■ **Problem**:
What you return should match the data below exactly, with every entry reproduced.

────

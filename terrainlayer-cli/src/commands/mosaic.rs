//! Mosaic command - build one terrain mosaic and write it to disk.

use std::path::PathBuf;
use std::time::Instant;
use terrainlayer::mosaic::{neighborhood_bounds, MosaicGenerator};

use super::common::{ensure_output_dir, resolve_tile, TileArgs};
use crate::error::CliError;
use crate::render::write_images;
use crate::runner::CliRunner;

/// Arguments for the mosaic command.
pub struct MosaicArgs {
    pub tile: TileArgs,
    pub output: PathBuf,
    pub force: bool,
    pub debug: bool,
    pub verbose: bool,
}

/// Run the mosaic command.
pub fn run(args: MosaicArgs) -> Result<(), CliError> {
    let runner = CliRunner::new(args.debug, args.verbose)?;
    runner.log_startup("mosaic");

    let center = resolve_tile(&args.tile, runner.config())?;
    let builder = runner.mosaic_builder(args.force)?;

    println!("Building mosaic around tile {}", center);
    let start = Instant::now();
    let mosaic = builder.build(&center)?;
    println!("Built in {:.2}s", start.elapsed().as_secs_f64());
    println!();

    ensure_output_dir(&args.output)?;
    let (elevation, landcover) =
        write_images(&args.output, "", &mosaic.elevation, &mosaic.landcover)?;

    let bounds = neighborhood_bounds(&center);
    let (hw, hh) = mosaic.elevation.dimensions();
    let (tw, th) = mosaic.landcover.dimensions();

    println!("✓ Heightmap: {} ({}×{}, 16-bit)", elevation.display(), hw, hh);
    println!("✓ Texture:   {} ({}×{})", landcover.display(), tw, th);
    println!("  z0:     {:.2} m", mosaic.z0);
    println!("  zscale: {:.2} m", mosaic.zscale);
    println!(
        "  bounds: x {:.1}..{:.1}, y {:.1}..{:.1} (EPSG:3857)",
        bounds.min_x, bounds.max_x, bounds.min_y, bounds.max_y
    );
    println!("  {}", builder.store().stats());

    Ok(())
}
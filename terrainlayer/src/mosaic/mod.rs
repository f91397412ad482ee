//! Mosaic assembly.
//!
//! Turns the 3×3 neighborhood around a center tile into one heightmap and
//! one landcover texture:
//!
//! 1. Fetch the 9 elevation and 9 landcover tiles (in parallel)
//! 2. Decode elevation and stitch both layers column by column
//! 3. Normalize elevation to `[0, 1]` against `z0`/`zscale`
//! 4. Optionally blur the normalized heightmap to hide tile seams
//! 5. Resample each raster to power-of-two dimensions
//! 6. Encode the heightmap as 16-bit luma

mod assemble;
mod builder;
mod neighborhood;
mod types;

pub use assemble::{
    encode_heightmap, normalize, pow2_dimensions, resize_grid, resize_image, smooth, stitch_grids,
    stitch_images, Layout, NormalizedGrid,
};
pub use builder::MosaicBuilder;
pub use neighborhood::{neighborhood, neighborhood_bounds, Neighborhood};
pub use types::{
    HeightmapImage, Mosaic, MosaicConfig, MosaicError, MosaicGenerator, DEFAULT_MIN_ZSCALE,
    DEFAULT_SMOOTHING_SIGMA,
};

────

■ **Exercise result**:
filename terrainlayer-cli/src/commands/mosaic.rs
//! Mosaic command - build one terrain mosaic and write it to disk.

use std::path::PathBuf;
use std::time::Instant;
use terrainlayer::mosaic::{neighborhood_bounds, MosaicGenerator};

use super::common::{ensure_output_dir, resolve_tile, TileArgs};
use crate::error::CliError;
use crate::render::write_images;
use crate::runner::CliRunner;

/// Arguments for the mosaic command.
pub struct MosaicArgs {
    pub tile: TileArgs,
    pub output: PathBuf,
    pub force: bool,
    pub debug: bool,
    pub verbose: bool,
}

/// Run the mosaic command.
pub fn run(args: MosaicArgs) -> Result<(), CliError> {
    let runner = CliRunner::new(args.debug, args.verbose)?;
    runner.log_startup("mosaic");

    let center = resolve_tile(&args.tile, runner.config())?;
    let builder = runner.mosaic_builder(args.force)?;

    println!("Building mosaic around tile {}", center);
    let start = Instant::now();
    let mosaic = builder.build(&center)?;
    println!("Built in {:.2}s", start.elapsed().as_secs_f64());
    println!();

    ensure_output_dir(&args.output)?;
    let (elevation, landcover) =
        write_images(&args.output, "", &mosaic.elevation, &mosaic.landcover)?;

    let bounds = neighborhood_bounds(&center);
    let (hw, hh) = mosaic.elevation.dimensions();
    let (tw, th) = mosaic.landcover.dimensions();

    println!("✓ Heightmap: {} ({}×{}, 16-bit)", elevation.display(), hw, hh);
    println!("✓ Texture:   {} ({}×{})", landcover.display(), tw, th);
    println!("  z0:     {:.2} m", mosaic.z0);
    println!("  zscale: {:.2} m", mosaic.zscale);
    println!(
        "  bounds: x {:.1}..{:.1}, y {:.1}..{:.1} (EPSG:3857)",
        bounds.min_x, bounds.max_x, bounds.min_y, bounds.max_y
    );
    println!("  {}", builder.store().stats());

    Ok(())
}
filename terrainlayer/src/mosaic/mod.rs
repository f91397412ad482ee
//! Mosaic assembly.
//!
//! Turns the 3×3 neighborhood around a center tile into one heightmap and
//! one landcover texture:
//!
//! 1. Fetch the 9 elevation and 9 landcover tiles (in parallel)
//! 2. Decode elevation and stitch both layers column by column
//! 3. Normalize elevation to `[0, 1]` against `z0`/`zscale`
//! 4. Optionally blur the normalized heightmap to hide tile seams
//! 5. Resample each raster to power-of-two dimensions
//! 6. Encode the heightmap as 16-bit luma

mod assemble;
mod builder;
mod neighborhood;
mod types;

pub use assemble::{
    encode_heightmap, normalize, pow2_dimensions, resize_grid, resize_image, smooth, stitch_grids,
    stitch_images, Layout, NormalizedGrid,
};
pub use builder::MosaicBuilder;
pub use neighborhood::{neighborhood, neighborhood_bounds, Neighborhood};
pub use types::{
    HeightmapImage, Mosaic, MosaicConfig, MosaicError, MosaicGenerator, DEFAULT_MIN_ZSCALE,
    DEFAULT_SMOOTHING_SIGMA,
};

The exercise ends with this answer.